#### [EXERCISE OBJECTIVE]
From the line with "message, attempts: self.retry_attempts" through the line with "guarded(token, source.discover()).await.map_err(|e| match", inclusive, return each line of the data below exactly and leave the rest out.
━━━ AVAILABLE DATA
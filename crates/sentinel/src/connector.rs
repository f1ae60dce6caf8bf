//! The resolve-and-connect state machine.
//!
//! A [`SentinelConnector`] turns one `connect()` call into a walk over the
//! monitor set:
//!
//! ```text
//!            ┌──────────────┐  empty set + discovery source
//!  connect ─▶│  discover    │─────────────── error / empty ──▶ Discovery (fatal)
//!            └──────┬───────┘
//!                   ▼
//!            ┌──────────────┐  exhausted   ┌───────────┐ no delay ──▶ Exhausted (fatal)
//!        ┌──▶│ cycle.next() │─────────────▶│  retry?   │──────────────────────────────
//!        │   └──────┬───────┘              └─────┬─────┘ delay: notify, sleep, rediscover
//!        │          ▼                            │
//!        │   ┌──────────────┐  per-endpoint      │
//!        ├───│ query monitor│  error: notify     │
//!        │   └──────┬───────┘                    │
//!        │          ▼ address                    │
//!        │   reset(true), open stream ──▶ stream │
//!        └───────────────────────────────────────┘
//! ```
//!
//! Every suspension point is raced against the connector's cancellation
//! token. Once [`disconnect`](SentinelConnector::disconnect) fires, the
//! request in flight ends with [`SentinelError::Closed`] and no further
//! monitor is contacted.

use std::{future::Future, sync::Arc, time::Duration};

use parking_lot::Mutex;
use snafu::ensure;
use tokio_util::sync::CancellationToken;

use crate::{
    config::SentinelConfig,
    connection::{BoxedStream, MonitorTransport, RespTransport, StreamFactory, TcpStreamFactory},
    cycle::EndpointCycle,
    endpoint::{MonitorEndpoint, NodeAddress},
    error::{ClosedSnafu, DiscoverySnafu, ExhaustedSnafu, Result, SentinelError},
    events::{ConnectorEvent, EventSink, TracingSink},
    failover::FailoverDetector,
    query::MonitorQueryClient,
    role::{Role, probe_role},
};

/// Cancels a connector's in-flight request from another task.
#[derive(Debug, Clone)]
pub struct DisconnectHandle {
    active: Arc<Mutex<CancellationToken>>,
}

impl DisconnectHandle {
    /// Clears the active flag; the pending request ends with
    /// [`SentinelError::Closed`].
    pub fn disconnect(&self) {
        self.active.lock().cancel();
    }

    /// Returns true while a request may still make progress.
    #[must_use]
    pub fn is_active(&self) -> bool {
        !self.active.lock().is_cancelled()
    }
}

/// Resolves the configured dataset role through monitors and connects to it.
///
/// # Example
///
/// ```no_run
/// # use inferadb_ledger_sentinel::{MonitorEndpoint, Role, SentinelConfig, SentinelConnector};
/// # async fn example() -> inferadb_ledger_sentinel::Result<()> {
/// let config = SentinelConfig::builder()
///     .name("orders")
///     .role(Role::Master)
///     .monitors(vec![MonitorEndpoint::new("10.0.0.1", 26379)])
///     .build()?;
///
/// let mut connector = SentinelConnector::new(config)?;
/// let mut stream = connector.connect().await?;
/// if !connector.verify_role(&mut stream).await? {
///     // The node changed role since the monitor answered; connect again.
///     stream = connector.connect().await?;
/// }
/// # let _ = stream;
/// # Ok(())
/// # }
/// ```
pub struct SentinelConnector {
    config: SentinelConfig,
    cycle: EndpointCycle,
    transport: Arc<dyn MonitorTransport>,
    query: MonitorQueryClient,
    streams: Arc<dyn StreamFactory>,
    events: Arc<dyn EventSink>,
    active: Arc<Mutex<CancellationToken>>,
    retry_attempts: u32,
    last_error: Option<String>,
    target: Option<NodeAddress>,
}

impl SentinelConnector {
    /// Creates a connector with the default RESP transport and TCP stream
    /// factory. No I/O happens until [`connect`](Self::connect).
    ///
    /// # Errors
    ///
    /// Returns a configuration error if TLS material cannot be parsed.
    pub fn new(config: SentinelConfig) -> Result<Self> {
        let transport = Arc::new(RespTransport::new(
            config.connect_timeout,
            config.monitor_tls.as_ref(),
            config.monitor_auth.clone(),
            config.command_timeout,
        )?);
        let streams =
            Arc::new(TcpStreamFactory::new(config.connect_timeout, config.target_tls.as_ref())?);

        // Inactive until the first request.
        let token = CancellationToken::new();
        token.cancel();

        Ok(Self {
            cycle: EndpointCycle::new(config.monitors.iter().cloned()),
            query: query_client(&config, Arc::clone(&transport) as Arc<dyn MonitorTransport>),
            transport,
            streams,
            events: Arc::new(TracingSink),
            active: Arc::new(Mutex::new(token)),
            retry_attempts: 0,
            last_error: None,
            target: None,
            config,
        })
    }

    /// Replaces the monitor transport.
    #[must_use]
    pub fn with_transport(mut self, transport: Arc<dyn MonitorTransport>) -> Self {
        self.query = query_client(&self.config, Arc::clone(&transport));
        self.transport = transport;
        self
    }

    /// Replaces the factory that opens the final stream.
    #[must_use]
    pub fn with_stream_factory(mut self, streams: Arc<dyn StreamFactory>) -> Self {
        self.streams = streams;
        self
    }

    /// Replaces the sink for non-fatal notifications.
    #[must_use]
    pub fn with_event_sink(mut self, events: Arc<dyn EventSink>) -> Self {
        self.events = events;
        self
    }

    /// Returns the configuration.
    #[must_use]
    pub fn config(&self) -> &SentinelConfig {
        &self.config
    }

    /// Returns the monitors currently known, in cycle order.
    #[must_use]
    pub fn monitors(&self) -> &[MonitorEndpoint] {
        self.cycle.endpoints()
    }

    /// Number of full-cycle exhaustions during the latest request.
    #[must_use]
    pub fn retry_attempts(&self) -> u32 {
        self.retry_attempts
    }

    /// The most recent per-endpoint error of the latest request.
    #[must_use]
    pub fn last_error(&self) -> Option<&str> {
        self.last_error.as_deref()
    }

    /// Returns a handle that can cancel requests from another task.
    #[must_use]
    pub fn handle(&self) -> DisconnectHandle {
        DisconnectHandle { active: Arc::clone(&self.active) }
    }

    /// Cancels the request in flight, if any.
    pub fn disconnect(&self) {
        self.active.lock().cancel();
    }

    /// Returns true while a request is allowed to make progress.
    #[must_use]
    pub fn is_active(&self) -> bool {
        !self.active.lock().is_cancelled()
    }

    /// Resolves the configured role and opens a stream to it.
    ///
    /// # Errors
    ///
    /// - [`SentinelError::Discovery`] if the discovery source fails or returns nothing
    /// - [`SentinelError::Exhausted`] if every monitor failed and the retry strategy declined
    /// - [`SentinelError::Closed`] if [`disconnect`](Self::disconnect) was called meanwhile
    /// - the stream factory's error if the resolved node cannot be reached
    pub async fn connect(&mut self) -> Result<BoxedStream> {
        let token = CancellationToken::new();
        *self.active.lock() = token.clone();
        self.retry_attempts = 0;
        self.last_error = None;
        self.cycle.reset(true);

        if self.cycle.is_empty() && self.config.discovery.is_some() {
            self.discover(&token).await?;
        }

        loop {
            ensure!(!token.is_cancelled(), ClosedSnafu);

            let Some(endpoint) = self.cycle.next() else {
                self.cycle.reset(false);
                self.retry_attempts += 1;
                let delay = self
                    .config
                    .retry_strategy
                    .as_ref()
                    .and_then(|strategy| strategy.delay_for(self.retry_attempts));

                let Some(delay) = delay else {
                    let message = self.exhausted_message("all monitors unreachable, retry disabled");
                    tracing::warn!(attempts = self.retry_attempts, "{message}");
                    return ExhaustedSnafu { message, attempts: self.retry_attempts }.fail();
                };

                let message = self.exhausted_message(&format!(
                    "all monitors unreachable, retrying after {}ms",
                    delay.as_millis()
                ));
                self.events.emit(ConnectorEvent::CycleExhausted {
                    attempt: self.retry_attempts,
                    delay,
                    message,
                });
                guarded(&token, sleep(delay)).await?;

                if self.config.discovery.is_some() {
                    self.discover(&token).await?;
                }
                continue;
            };

            tracing::debug!(endpoint = %endpoint, role = %self.config.role, "querying monitor");
            let resolved = guarded(
                &token,
                self.query.resolve(&endpoint, self.config.role, &self.config.name, &mut self.cycle),
            )
            .await;

            match resolved {
                Ok(address) => {
                    self.cycle.reset(true);
                    tracing::info!(
                        endpoint = %endpoint,
                        address = %address,
                        role = %self.config.role,
                        "resolved node"
                    );
                    self.target = Some(address.clone());
                    return self.open(&token, &address).await;
                },
                Err(e) if e.is_closed() => return Err(e),
                Err(e) => {
                    let error = e.to_string();
                    self.last_error = Some(error.clone());
                    self.events.emit(ConnectorEvent::MonitorError { endpoint, error });
                },
            }
        }
    }

    async fn open(&self, token: &CancellationToken, address: &NodeAddress) -> Result<BoxedStream> {
        guarded(token, self.streams.open(address)).await
    }

    /// Replaces the monitor set with the discovery source's answer.
    async fn discover(&mut self, token: &CancellationToken) -> Result<()> {
        let Some(source) = self.config.discovery.clone() else {
            return Ok(());
        };

        let monitors = guarded(token, source.discover()).await.map_err(|e| match e {
            SentinelError::Closed | SentinelError::Discovery { .. } => e,
            other => DiscoverySnafu { message: format!("{}: {other}", source.describe()) }.build(),
        })?;
        ensure!(
            !monitors.is_empty(),
            DiscoverySnafu { message: format!("{} returned no monitors", source.describe()) }
        );

        tracing::debug!(source = %source.describe(), count = monitors.len(), "discovered monitors");
        self.cycle.replace(monitors);
        Ok(())
    }

    fn exhausted_message(&self, base: &str) -> String {
        match self.last_error {
            Some(ref error) => format!("{base}; last error: {error}"),
            None => base.to_string(),
        }
    }

    /// Checks the role a connected node advertises against the configured one.
    ///
    /// An unknown role counts as a match. On a mismatch the monitor that
    /// produced the stale answer is demoted: the next request starts with the
    /// monitor after it.
    pub fn check_role(&mut self, advertised: Option<Role>) -> bool {
        let Some(advertised) = advertised else {
            return true;
        };
        if advertised == self.config.role {
            return true;
        }

        tracing::warn!(
            expected = %self.config.role,
            advertised = %advertised,
            "role mismatch, demoting monitor"
        );
        self.cycle.next();
        self.cycle.next();
        self.cycle.reset(true);
        false
    }

    /// Probes `stream` with `ROLE` and applies [`check_role`](Self::check_role).
    ///
    /// Probe errors carry the address resolved by the latest `connect()`.
    ///
    /// # Errors
    ///
    /// Returns the probe's I/O, protocol, or timeout error.
    pub async fn verify_role(&mut self, stream: &mut BoxedStream) -> Result<bool> {
        let address =
            self.target.as_ref().map_or_else(|| "unresolved".to_string(), NodeAddress::key);
        let role = probe_role(stream.as_mut(), &address, self.config.command_timeout).await?;
        Ok(self.check_role(role))
    }

    /// Builds a failover detector over the currently known monitors.
    ///
    /// Returns `None` unless failover detection is enabled in the configuration.
    #[must_use]
    pub fn failover_detector(&self) -> Option<FailoverDetector> {
        if !self.config.failover_detector {
            return None;
        }
        Some(FailoverDetector::new(
            Arc::clone(&self.transport),
            self.cycle.endpoints().to_vec(),
            self.config.name.clone(),
            self.config.nat_map.clone(),
        ))
    }
}
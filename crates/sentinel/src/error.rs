//! Connector error types.
//!
//! Errors fall into five classes with different recovery behavior:
//! - **Configuration**: rejected at construction, never seen by `connect()`
//! - **Per-endpoint**: transport failures or malformed monitor replies; the connector moves on to
//!   the next monitor without delay
//! - **Exhaustion**: every known monitor failed during one pass
//! - **Cancellation**: the connector was torn down while a request was in flight
//! - **Discovery**: the dynamic monitor source failed or returned nothing

use snafu::{Location, Snafu};

use crate::resp::RespError;

/// Result type alias for connector operations.
pub type Result<T> = std::result::Result<T, SentinelError>;

/// Errors produced while resolving and connecting to a dataset node.
#[derive(Debug, Snafu)]
#[snafu(visibility(pub))]
pub enum SentinelError {
    /// Configuration validation error.
    #[snafu(display("Configuration error: {message}"))]
    Config {
        /// Error description.
        message: String,
    },

    /// Socket-level failure while talking to a monitor or data node.
    #[snafu(display("I/O error at {location} ({address}): {source}"))]
    Io {
        /// Address that was being contacted.
        address: String,
        /// Underlying I/O error.
        source: std::io::Error,
        /// Source location.
        #[snafu(implicit)]
        location: Location,
    },

    /// TLS setup or handshake failure.
    #[snafu(display("TLS error ({address}): {message}"))]
    Tls {
        /// Address that was being contacted.
        address: String,
        /// Error description.
        message: String,
    },

    /// The peer sent bytes that are not valid protocol framing.
    #[snafu(display("Protocol error ({address}): {source}"))]
    Protocol {
        /// Address of the peer.
        address: String,
        /// Underlying decoding error.
        source: RespError,
    },

    /// The monitor answered with an error reply.
    #[snafu(display("Monitor {address} replied with error: {message}"))]
    ErrorReply {
        /// Monitor address.
        address: String,
        /// Error text from the monitor.
        message: String,
    },

    /// A connect or command deadline elapsed.
    #[snafu(display("Operation on {address} timed out after {duration_ms}ms"))]
    Timeout {
        /// Address that was being contacted.
        address: String,
        /// Timeout duration in milliseconds.
        duration_ms: u64,
    },

    /// A monitor answered, but not with a usable address.
    #[snafu(display(
        "connected to monitor {endpoint} successfully, but got an invalid reply: {reply}"
    ))]
    MalformedReply {
        /// Monitor identity (`host:port`).
        endpoint: String,
        /// Short rendering of the offending reply.
        reply: String,
    },

    /// Every monitor in the set failed during one full pass.
    #[snafu(display("{message}"))]
    Exhausted {
        /// Aggregate message, including the last per-endpoint error when known.
        message: String,
        /// Number of full-cycle exhaustions in this request.
        attempts: u32,
    },

    /// The dynamic monitor source failed.
    #[snafu(display("Monitor discovery failed: {message}"))]
    Discovery {
        /// Error description.
        message: String,
    },

    /// The connector was disconnected while a request was in flight.
    #[snafu(display("Connection is closed."))]
    Closed,
}

impl SentinelError {
    /// Returns true if the error only disqualifies the monitor that produced it.
    ///
    /// Per-endpoint errors advance the cycle to the next monitor. Everything
    /// else terminates the request.
    #[must_use]
    pub fn is_retryable(&self) -> bool {
        match self {
            Self::Io { .. }
            | Self::Tls { .. }
            | Self::Protocol { .. }
            | Self::ErrorReply { .. }
            | Self::Timeout { .. }
            | Self::MalformedReply { .. } => true,
            Self::Config { .. } | Self::Exhausted { .. } | Self::Discovery { .. } | Self::Closed => {
                false
            },
        }
    }

    /// Returns true if this is the terminal error reported after teardown.
    #[must_use]
    pub fn is_closed(&self) -> bool {
        matches!(self, Self::Closed)
    }
}

#[cfg(test)]
#[allow(clippy::unwrap_used, clippy::expect_used)]
mod tests {
    use super::*;

    #[test]
    fn test_per_endpoint_errors_are_retryable() {
        let err = SentinelError::MalformedReply {
            endpoint: "10.0.0.1:26379".to_owned(),
            reply: "nil".to_owned(),
        };
        assert!(err.is_retryable());

        let err = SentinelError::Timeout { address: "10.0.0.1:26379".to_owned(), duration_ms: 10 };
        assert!(err.is_retryable());
    }

    #[test]
    fn test_terminal_errors_are_not_retryable() {
        assert!(!SentinelError::Closed.is_retryable());
        assert!(
            !SentinelError::Exhausted { message: "all monitors unreachable".to_owned(), attempts: 1 }
                .is_retryable()
        );
        assert!(!SentinelError::Discovery { message: "dns".to_owned() }.is_retryable());
        assert!(!SentinelError::Config { message: "bad".to_owned() }.is_retryable());
    }

    #[test]
    fn test_malformed_reply_message_names_endpoint() {
        let err = SentinelError::MalformedReply {
            endpoint: "10.0.0.1:26379".to_owned(),
            reply: "nil".to_owned(),
        };
        let message = err.to_string();
        assert!(message.contains("10.0.0.1:26379"));
        assert!(message.contains("invalid reply"));
    }

    #[test]
    fn test_closed_error() {
        let err = SentinelError::Closed;
        assert!(err.is_closed());
        assert_eq!(err.to_string(), "Connection is closed.");
    }
}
━━━━━━
#### [YOUR RESPONSE]
                    return ExhaustedSnafu { message, attempts: self.retry_attempts }.fail();
                };

                let message = self.exhausted_message(&format!(
                    "all monitors unreachable, retrying after {}ms",
                    delay.as_millis()
                ));
                self.events.emit(ConnectorEvent::CycleExhausted {
                    attempt: self.retry_attempts,
                    delay,
                    message,
                });
                guarded(&token, sleep(delay)).await?;

                if self.config.discovery.is_some() {
                    self.discover(&token).await?;
                }
                continue;
            };

            tracing::debug!(endpoint = %endpoint, role = %self.config.role, "querying monitor");
            let resolved = guarded(
                &token,
                self.query.resolve(&endpoint, self.config.role, &self.config.name, &mut self.cycle),
            )
            .await;

            match resolved {
                Ok(address) => {
                    self.cycle.reset(true);
                    tracing::info!(
                        endpoint = %endpoint,
                        address = %address,
                        role = %self.config.role,
                        "resolved node"
                    );
                    self.target = Some(address.clone());
                    return self.open(&token, &address).await;
                },
                Err(e) if e.is_closed() => return Err(e),
                Err(e) => {
                    let error = e.to_string();
                    self.last_error = Some(error.clone());
                    self.events.emit(ConnectorEvent::MonitorError { endpoint, error });
                },
            }
        }
    }

    async fn open(&self, token: &CancellationToken, address: &NodeAddress) -> Result<BoxedStream> {
        guarded(token, self.streams.open(address)).await
    }

    /// Replaces the monitor set with the discovery source's answer.
    async fn discover(&mut self, token: &CancellationToken) -> Result<()> {
        let Some(source) = self.config.discovery.clone() else {
            return Ok(());
        };

        let monitors = guarded(token, source.discover()).await.map_err(|e| match e {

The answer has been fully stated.